Submersos na proposta do jogo, em seus distanciamentos e assimetrias, acreditamos na ordem a qual nos foi vendida. Levamos em conta essa ideia, assim como cremos todos os dias, por exemplo, na manutenção da ordem proposta pelo Estado, que, por fim, escolhe a quem garantir tal segurança. A partir do modo como opera suas ações, Jogo da Guerra parece traçar um diálogo com as noções de teatro imersivo[2], que se fundamenta em uma experiência de imprevisibilidade a qual depende da sua audiência para construir seus caminhos. Nesse contexto, o jogo parece se estruturar sob um falso objetivo: criar um ambiente controlado, seguro, mas que se move para decretar seu próprio fim. Simbolicamente, a presença do coquetel molotov no jogo reitera a noção de caos que nós queríamos nos distanciar. Estrategicamente, me parece que o final da partida foi idealizado para apontar nossos próprios fracassos. Estamos em guerra.
Referências
BELO, Inês Carvalho dos Santos. O teatro imersivo. In: Teatro imersivo: públicos e práticas culturais. Instituto Universitário de Lisboa. Departamento de História. Mestrado em Empreendedorismo e Estudos da Cultura. p. 12-18. Setembro, 2016. (ACESSE AQUI)

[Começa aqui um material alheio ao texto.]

//! HTTP transfer executor.
//!
//! Approved transfers are handed to a remote signer service that owns the
//! wallet keys. The executor never signs anything itself.

use async_trait::async_trait;
use base64::Engine;
use engine::{TransferError, TransferExecutor, TransferReceipt, Usd};
use reqwest::{Client, StatusCode, header};
use serde::{Deserialize, Serialize};
use uuid::Uuid;

const DEFAULT_EXPLORER_URL: &str = "https://basescan.org/tx/";
const DEFAULT_TOKEN: &str = "USDC";
const CONFIRMED: &str = "confirmed";

#[derive(Debug, Serialize)]
struct TransferRequest<'a> {
    amount_usd: String,
    amount_base_units: i64,
    token: &'a str,
    destination: &'a str,
    idempotency_key: String,
}

#[derive(Debug, Deserialize)]
struct TransferResponse {
    tx_hash: String,
    status: String,
}

#[derive(Debug, Deserialize)]
struct ErrorBody {
    error: String,
}

#[derive(Clone, Debug)]
pub struct HttpTransferExecutor {
    client: Client,
    base_url: String,
    token: String,
    explorer_url: String,
}

impl HttpTransferExecutor {
    pub fn builder() -> HttpTransferExecutorBuilder {
        HttpTransferExecutorBuilder::default()
    }

    fn url(&self, path: &str) -> String {
        format!(
            "{}/{}",
            self.base_url.trim_end_matches('/'),
            path.trim_start_matches('/')
        )
    }

    fn explorer_link(&self, tx_hash: &str) -> String {
        if self.explorer_url.ends_with('/') {
            format!("{}{tx_hash}", self.explorer_url)
        } else {
            format!("{}/{tx_hash}", self.explorer_url)
        }
    }

    /// Turn the signer's answer into a receipt. Only a 2xx carrying a
    /// confirmed transaction counts as success.
    fn interpret(&self, status: StatusCode, body: &str) -> Result<TransferReceipt, TransferError> {
        if status.is_success() {
            let response: TransferResponse = serde_json::from_str(body).map_err(|err| {
                TransferError::Unavailable(format!("invalid signer response: {err}"))
            })?;
            if response.status != CONFIRMED {
                return Err(TransferError::Rejected(format!(
                    "transaction {} is {}",
                    response.tx_hash, response.status
                )));
            }
            let explorer_url = self.explorer_link(&response.tx_hash);
            return Ok(TransferReceipt::new(response.tx_hash).explorer_url(explorer_url));
        }

        let message = match serde_json::from_str::<ErrorBody>(body) {
            Ok(err) => err.error,
            Err(_) => "signer error".to_string(),
        };
        let message = format!("{status}: {message}");
        if status.is_server_error() {
            Err(TransferError::Unavailable(message))
        } else {
            Err(TransferError::Rejected(message))
        }
    }
}

#[async_trait]
impl TransferExecutor for HttpTransferExecutor {
    async fn transfer(
        &self,
        amount: Usd,
        destination: &str,
    ) -> Result<TransferReceipt, TransferError> {
        let amount_base_units = amount
            .to_base_units()
            .map_err(|err| TransferError::Rejected(err.to_string()))?;
        let request = TransferRequest {
            amount_usd: amount.amount().to_string(),
            amount_base_units,
            token: &self.token,
            destination,
            idempotency_key: Uuid::new_v4().to_string(),
        };
        tracing::debug!(
            amount = %amount,
            idempotency_key = %request.idempotency_key,
            "sending transfer to signer"
        );

        let resp = self
            .client
            .post(self.url("/transfers"))
            .json(&request)
            .send()
            .await
            .map_err(|err| TransferError::Unavailable(format!("network error: {err}")))?;
        let status = resp.status();
        let body = resp
            .text()
            .await
            .map_err(|err| TransferError::Unavailable(format!("network error: {err}")))?;

        let result = self.interpret(status, &body);
        if let Err(err) = &result {
            tracing::warn!(%status, "signer refused transfer: {err}");
        }
        result
    }
}

#[derive(Default, Debug)]
pub struct HttpTransferExecutorBuilder {
    url: String,
    username: String,
    password: String,
    token: Option<String>,
    explorer_url: Option<String>,
}

impl HttpTransferExecutorBuilder {
    pub fn url(mut self, url: &str) -> HttpTransferExecutorBuilder {
        self.url = url.to_string();
        self
    }

    pub fn credentials(mut self, username: &str, password: &str) -> HttpTransferExecutorBuilder {
        self.username = username.to_string();
        self.password = password.to_string();
        self
    }

    /// Token symbol sent to the signer. Defaults to `USDC`.
    pub fn token(mut self, token: &str) -> HttpTransferExecutorBuilder {
        self.token = Some(token.to_string());
        self
    }

    /// Prefix the transaction hash is appended to.
    pub fn explorer_url(mut self, explorer_url: &str) -> HttpTransferExecutorBuilder {
        self.explorer_url = Some(explorer_url.to_string());
        self
    }

    pub fn build(self) -> Result<HttpTransferExecutor, String> {
        if self.url.trim().is_empty() {
            return Err("signer url must not be empty".to_string());
        }

        // Basic authorization is in the form "Basic `secret`" where `secret` is
        // the base64 of the string "username:password".
        let secret = format!("{}:{}", self.username, self.password);
        let secret = format!("Basic {}", base64::prelude::BASE64_STANDARD.encode(secret));

        let mut auth = header::HeaderValue::try_from(secret)
            .map_err(|err| format!("invalid auth header value: {err}"))?;
        auth.set_sensitive(true);

        let mut headers = header::HeaderMap::new();
        headers.insert(header::AUTHORIZATION, auth);

        let client = Client::builder()
            .default_headers(headers)
            .build()
            .map_err(|err| format!("failed to build http client: {err}"))?;

        Ok(HttpTransferExecutor {
            client,
            base_url: self.url,
            token: self.token.unwrap_or_else(|| DEFAULT_TOKEN.to_string()),
            explorer_url: self
                .explorer_url
                .unwrap_or_else(|| DEFAULT_EXPLORER_URL.to_string()),
        })
    }
}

BERNAT, Roger. GUIMARÃES, Julia. Cotidiano e imersão no teatro de Roger Bernat: a linguagem cênica reinventada. ARJ, Brasil, v. 3, n.1, p. 182-193, jan/jun. 2016. (ACESSE AQUI)
FERREIRA, Sarah. Transitividade, errância e democratização da cena no ERRO Grupo. In: PERSISTÊNCIA. Org. Pedro Bennaton e Luana Raiter. p. 27-42. Ilha do Desterro, ERRO Grupo de Teatro, 2016. (ACESSE AQUI)
ROSSETE JUNIOR, Everton Nazareth. A cidade como produto espetacular. In: O Teatro agenciando ocupações urbanas: A atuação do ERRO Grupo em Florianópolis. Universidade Federal de Santa Catarina. Programa de Pós-Graduação em Urbanismo, História e Arquitetura da Cidade. Santa Catarina. p. 34-39. Abril, 2015. (ACESSE AQUI)
Notas de Rodapé
[1]A noção de ‘espect-ator’ é desenvolvida por Augusto Boal (1931-2009) e diz respeito à transformação dos(as) espectadores(as) em participantes ativos na cena, ou seja, atores e atrizes, promovendo a liberdade de ação e autonomia. O autor acreditava que a transformação no palco seria um ensaio para a mudança na vida/sociedade/opressão. Ver mais em Teatro do Oprimido e Outras Poéticas Políticas.
[2] A proposta do Teatro de Imersão pode ser compreendida como uma arte performativa onde não há barreiras entre atores e públicos, integrando estes últimos ao cenário e interagindo com o elenco da peça. Explorando o espaço e interagindo com os atores e atriz, a audiência participa ativamente da criação da narrativa, passando a ser co-autores e co-criadores do processo de storytelling. Ver mais em: Teatro imersivo: públicos e práticas culturais.